DATASET EXCERPTS
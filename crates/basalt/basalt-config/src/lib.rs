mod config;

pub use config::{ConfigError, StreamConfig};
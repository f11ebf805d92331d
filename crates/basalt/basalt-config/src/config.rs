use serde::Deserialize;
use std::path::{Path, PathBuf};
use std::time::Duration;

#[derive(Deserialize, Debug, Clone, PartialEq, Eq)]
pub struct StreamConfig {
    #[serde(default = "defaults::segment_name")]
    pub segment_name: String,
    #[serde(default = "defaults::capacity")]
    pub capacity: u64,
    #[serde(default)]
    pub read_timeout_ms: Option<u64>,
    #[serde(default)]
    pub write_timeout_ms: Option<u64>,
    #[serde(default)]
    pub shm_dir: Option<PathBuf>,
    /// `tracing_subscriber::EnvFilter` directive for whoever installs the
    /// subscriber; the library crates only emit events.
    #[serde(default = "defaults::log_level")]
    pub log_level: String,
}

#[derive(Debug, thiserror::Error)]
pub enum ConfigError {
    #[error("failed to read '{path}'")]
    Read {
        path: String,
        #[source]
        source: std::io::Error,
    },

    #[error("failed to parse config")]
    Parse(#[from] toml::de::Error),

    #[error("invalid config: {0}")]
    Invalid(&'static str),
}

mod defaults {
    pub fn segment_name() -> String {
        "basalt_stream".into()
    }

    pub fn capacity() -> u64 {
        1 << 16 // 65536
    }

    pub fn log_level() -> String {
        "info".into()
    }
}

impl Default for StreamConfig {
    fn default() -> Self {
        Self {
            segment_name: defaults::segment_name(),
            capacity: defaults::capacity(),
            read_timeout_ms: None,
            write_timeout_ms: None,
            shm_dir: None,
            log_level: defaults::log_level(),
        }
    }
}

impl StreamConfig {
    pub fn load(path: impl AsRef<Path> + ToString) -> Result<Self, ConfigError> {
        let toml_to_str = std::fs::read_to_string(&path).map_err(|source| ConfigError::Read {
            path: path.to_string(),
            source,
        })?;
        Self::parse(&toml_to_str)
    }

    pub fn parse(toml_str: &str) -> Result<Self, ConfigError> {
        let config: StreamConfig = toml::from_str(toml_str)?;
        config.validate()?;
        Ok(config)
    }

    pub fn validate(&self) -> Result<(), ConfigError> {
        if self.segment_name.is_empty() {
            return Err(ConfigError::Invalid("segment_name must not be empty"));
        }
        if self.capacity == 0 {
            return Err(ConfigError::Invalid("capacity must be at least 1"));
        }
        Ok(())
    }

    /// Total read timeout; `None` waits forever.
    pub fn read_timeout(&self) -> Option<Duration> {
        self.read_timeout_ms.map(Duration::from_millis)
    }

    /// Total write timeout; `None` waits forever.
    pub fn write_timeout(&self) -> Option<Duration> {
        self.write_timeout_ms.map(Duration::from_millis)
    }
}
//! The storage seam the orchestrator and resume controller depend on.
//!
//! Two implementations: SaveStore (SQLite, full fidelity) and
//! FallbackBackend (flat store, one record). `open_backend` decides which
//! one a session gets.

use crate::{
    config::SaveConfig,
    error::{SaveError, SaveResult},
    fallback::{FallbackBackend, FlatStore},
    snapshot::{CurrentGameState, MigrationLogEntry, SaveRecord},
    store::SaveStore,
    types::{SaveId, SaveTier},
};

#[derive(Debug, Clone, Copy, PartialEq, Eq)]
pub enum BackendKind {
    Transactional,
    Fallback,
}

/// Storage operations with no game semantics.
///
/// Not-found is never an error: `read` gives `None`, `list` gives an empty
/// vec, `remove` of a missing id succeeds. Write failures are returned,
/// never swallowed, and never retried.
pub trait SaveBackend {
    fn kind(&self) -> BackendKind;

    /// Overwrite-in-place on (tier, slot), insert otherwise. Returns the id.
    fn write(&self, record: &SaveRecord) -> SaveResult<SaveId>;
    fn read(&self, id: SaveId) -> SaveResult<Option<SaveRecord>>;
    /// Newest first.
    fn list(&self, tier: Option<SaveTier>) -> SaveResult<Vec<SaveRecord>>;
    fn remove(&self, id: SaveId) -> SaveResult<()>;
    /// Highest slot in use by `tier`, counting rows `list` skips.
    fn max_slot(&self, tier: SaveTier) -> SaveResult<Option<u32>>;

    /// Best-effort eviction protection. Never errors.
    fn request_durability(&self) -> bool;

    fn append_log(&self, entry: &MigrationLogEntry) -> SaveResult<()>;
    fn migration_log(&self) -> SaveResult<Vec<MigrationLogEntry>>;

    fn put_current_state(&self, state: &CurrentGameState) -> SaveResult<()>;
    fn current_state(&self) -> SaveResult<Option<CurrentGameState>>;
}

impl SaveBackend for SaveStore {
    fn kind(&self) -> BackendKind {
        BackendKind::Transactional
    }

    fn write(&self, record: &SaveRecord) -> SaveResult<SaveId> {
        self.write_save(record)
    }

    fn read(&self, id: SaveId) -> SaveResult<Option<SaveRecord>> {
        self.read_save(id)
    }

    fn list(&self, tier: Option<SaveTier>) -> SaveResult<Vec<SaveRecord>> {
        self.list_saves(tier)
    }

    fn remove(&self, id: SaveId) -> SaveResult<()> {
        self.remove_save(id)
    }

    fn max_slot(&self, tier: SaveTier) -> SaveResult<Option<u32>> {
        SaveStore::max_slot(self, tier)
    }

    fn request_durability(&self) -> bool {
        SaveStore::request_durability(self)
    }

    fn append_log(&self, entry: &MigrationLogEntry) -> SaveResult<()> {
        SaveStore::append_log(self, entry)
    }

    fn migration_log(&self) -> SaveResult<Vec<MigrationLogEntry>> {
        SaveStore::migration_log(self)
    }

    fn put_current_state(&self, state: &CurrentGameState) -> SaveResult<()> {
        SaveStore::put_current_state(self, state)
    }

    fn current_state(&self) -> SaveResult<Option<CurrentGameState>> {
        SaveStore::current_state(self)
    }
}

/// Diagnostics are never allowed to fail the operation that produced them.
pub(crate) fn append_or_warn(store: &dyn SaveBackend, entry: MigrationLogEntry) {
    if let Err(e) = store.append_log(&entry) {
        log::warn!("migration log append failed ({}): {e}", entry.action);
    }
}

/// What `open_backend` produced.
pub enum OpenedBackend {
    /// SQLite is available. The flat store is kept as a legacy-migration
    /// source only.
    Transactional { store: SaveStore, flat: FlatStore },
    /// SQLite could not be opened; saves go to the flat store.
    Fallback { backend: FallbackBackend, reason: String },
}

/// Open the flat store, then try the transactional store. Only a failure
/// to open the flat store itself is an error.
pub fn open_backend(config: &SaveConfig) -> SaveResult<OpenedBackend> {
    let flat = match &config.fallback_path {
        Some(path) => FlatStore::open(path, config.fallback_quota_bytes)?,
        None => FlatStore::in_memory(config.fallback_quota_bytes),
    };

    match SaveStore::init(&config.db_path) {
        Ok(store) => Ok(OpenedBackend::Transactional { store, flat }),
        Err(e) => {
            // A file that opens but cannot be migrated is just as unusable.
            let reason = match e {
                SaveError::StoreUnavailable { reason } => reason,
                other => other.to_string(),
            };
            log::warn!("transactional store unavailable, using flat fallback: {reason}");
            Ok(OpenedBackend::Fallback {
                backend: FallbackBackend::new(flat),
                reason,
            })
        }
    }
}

WORK REQUEST
Each entry must be reproduced verbatim.

FINISHED EXERCISE
filename crates/basalt/basalt-config/src/lib.rs
mod config;

pub use config::{ConfigError, StreamConfig};
repository f11ebf805d92331d
filename crates/basalt/basalt-config/src/config.rs
use serde::Deserialize;
use std::path::{Path, PathBuf};
use std::time::Duration;

#[derive(Deserialize, Debug, Clone, PartialEq, Eq)]
pub struct StreamConfig {
    #[serde(default = "defaults::segment_name")]
    pub segment_name: String,
    #[serde(default = "defaults::capacity")]
    pub capacity: u64,
    #[serde(default)]
    pub read_timeout_ms: Option<u64>,
    #[serde(default)]
    pub write_timeout_ms: Option<u64>,
    #[serde(default)]
    pub shm_dir: Option<PathBuf>,
    /// `tracing_subscriber::EnvFilter` directive for whoever installs the
    /// subscriber; the library crates only emit events.
    #[serde(default = "defaults::log_level")]
    pub log_level: String,
}

#[derive(Debug, thiserror::Error)]
pub enum ConfigError {
    #[error("failed to read '{path}'")]
    Read {
        path: String,
        #[source]
        source: std::io::Error,
    },

    #[error("failed to parse config")]
    Parse(#[from] toml::de::Error),

    #[error("invalid config: {0}")]
    Invalid(&'static str),
}

mod defaults {
    pub fn segment_name() -> String {
        "basalt_stream".into()
    }

    pub fn capacity() -> u64 {
        1 << 16 // 65536
    }

    pub fn log_level() -> String {
        "info".into()
    }
}

impl Default for StreamConfig {
    fn default() -> Self {
        Self {
            segment_name: defaults::segment_name(),
            capacity: defaults::capacity(),
            read_timeout_ms: None,
            write_timeout_ms: None,
            shm_dir: None,
            log_level: defaults::log_level(),
        }
    }
}

impl StreamConfig {
    pub fn load(path: impl AsRef<Path> + ToString) -> Result<Self, ConfigError> {
        let toml_to_str = std::fs::read_to_string(&path).map_err(|source| ConfigError::Read {
            path: path.to_string(),
            source,
        })?;
        Self::parse(&toml_to_str)
    }

    pub fn parse(toml_str: &str) -> Result<Self, ConfigError> {
        let config: StreamConfig = toml::from_str(toml_str)?;
        config.validate()?;
        Ok(config)
    }

    pub fn validate(&self) -> Result<(), ConfigError> {
        if self.segment_name.is_empty() {
            return Err(ConfigError::Invalid("segment_name must not be empty"));
        }
        if self.capacity == 0 {
            return Err(ConfigError::Invalid("capacity must be at least 1"));
        }
        Ok(())
    }

    /// Total read timeout; `None` waits forever.
    pub fn read_timeout(&self) -> Option<Duration> {
        self.read_timeout_ms.map(Duration::from_millis)
    }

    /// Total write timeout; `None` waits forever.
    pub fn write_timeout(&self) -> Option<Duration> {
        self.write_timeout_ms.map(Duration::from_millis)
    }
}
//! The storage seam the orchestrator and resume controller depend on.
//!
//! Two implementations: SaveStore (SQLite, full fidelity) and
//! FallbackBackend (flat store, one record). `open_backend` decides which
//! one a session gets.

use crate::{
    config::SaveConfig,
    error::{SaveError, SaveResult},
    fallback::{FallbackBackend, FlatStore},
    snapshot::{CurrentGameState, MigrationLogEntry, SaveRecord},
    store::SaveStore,
    types::{SaveId, SaveTier},
};

#[derive(Debug, Clone, Copy, PartialEq, Eq)]
pub enum BackendKind {
    Transactional,
    Fallback,
}

/// Storage operations with no game semantics.
///
/// Not-found is never an error: `read` gives `None`, `list` gives an empty
/// vec, `remove` of a missing id succeeds. Write failures are returned,
/// never swallowed, and never retried.
pub trait SaveBackend {
    fn kind(&self) -> BackendKind;

    /// Overwrite-in-place on (tier, slot), insert otherwise. Returns the id.
    fn write(&self, record: &SaveRecord) -> SaveResult<SaveId>;
    fn read(&self, id: SaveId) -> SaveResult<Option<SaveRecord>>;
    /// Newest first.
    fn list(&self, tier: Option<SaveTier>) -> SaveResult<Vec<SaveRecord>>;
    fn remove(&self, id: SaveId) -> SaveResult<()>;
    /// Highest slot in use by `tier`, counting rows `list` skips.
    fn max_slot(&self, tier: SaveTier) -> SaveResult<Option<u32>>;

    /// Best-effort eviction protection. Never errors.
    fn request_durability(&self) -> bool;

    fn append_log(&self, entry: &MigrationLogEntry) -> SaveResult<()>;
    fn migration_log(&self) -> SaveResult<Vec<MigrationLogEntry>>;

    fn put_current_state(&self, state: &CurrentGameState) -> SaveResult<()>;
    fn current_state(&self) -> SaveResult<Option<CurrentGameState>>;
}

impl SaveBackend for SaveStore {
    fn kind(&self) -> BackendKind {
        BackendKind::Transactional
    }

    fn write(&self, record: &SaveRecord) -> SaveResult<SaveId> {
        self.write_save(record)
    }

    fn read(&self, id: SaveId) -> SaveResult<Option<SaveRecord>> {
        self.read_save(id)
    }

    fn list(&self, tier: Option<SaveTier>) -> SaveResult<Vec<SaveRecord>> {
        self.list_saves(tier)
    }

    fn remove(&self, id: SaveId) -> SaveResult<()> {
        self.remove_save(id)
    }

    fn max_slot(&self, tier: SaveTier) -> SaveResult<Option<u32>> {
        SaveStore::max_slot(self, tier)
    }

    fn request_durability(&self) -> bool {
        SaveStore::request_durability(self)
    }

    fn append_log(&self, entry: &MigrationLogEntry) -> SaveResult<()> {
        SaveStore::append_log(self, entry)
    }

    fn migration_log(&self) -> SaveResult<Vec<MigrationLogEntry>> {
        SaveStore::migration_log(self)
    }

    fn put_current_state(&self, state: &CurrentGameState) -> SaveResult<()> {
        SaveStore::put_current_state(self, state)
    }

    fn current_state(&self) -> SaveResult<Option<CurrentGameState>> {
        SaveStore::current_state(self)
    }
}

/// Diagnostics are never allowed to fail the operation that produced them.
pub(crate) fn append_or_warn(store: &dyn SaveBackend, entry: MigrationLogEntry) {
    if let Err(e) = store.append_log(&entry) {
        log::warn!("migration log append failed ({}): {e}", entry.action);
    }
}

/// What `open_backend` produced.
pub enum OpenedBackend {
    /// SQLite is available. The flat store is kept as a legacy-migration
    /// source only.
    Transactional { store: SaveStore, flat: FlatStore },
    /// SQLite could not be opened; saves go to the flat store.
    Fallback { backend: FallbackBackend, reason: String },
}

/// Open the flat store, then try the transactional store. Only a failure
/// to open the flat store itself is an error.
pub fn open_backend(config: &SaveConfig) -> SaveResult<OpenedBackend> {
    let flat = match &config.fallback_path {
        Some(path) => FlatStore::open(path, config.fallback_quota_bytes)?,
        None => FlatStore::in_memory(config.fallback_quota_bytes),
    };

    match SaveStore::init(&config.db_path) {
        Ok(store) => Ok(OpenedBackend::Transactional { store, flat }),
        Err(e) => {
            // A file that opens but cannot be migrated is just as unusable.
            let reason = match e {
                SaveError::StoreUnavailable { reason } => reason,
                other => other.to_string(),
            };
            log::warn!("transactional store unavailable, using flat fallback: {reason}");
            Ok(OpenedBackend::Fallback {
                backend: FallbackBackend::new(flat),
                reason,
            })
        }
    }
}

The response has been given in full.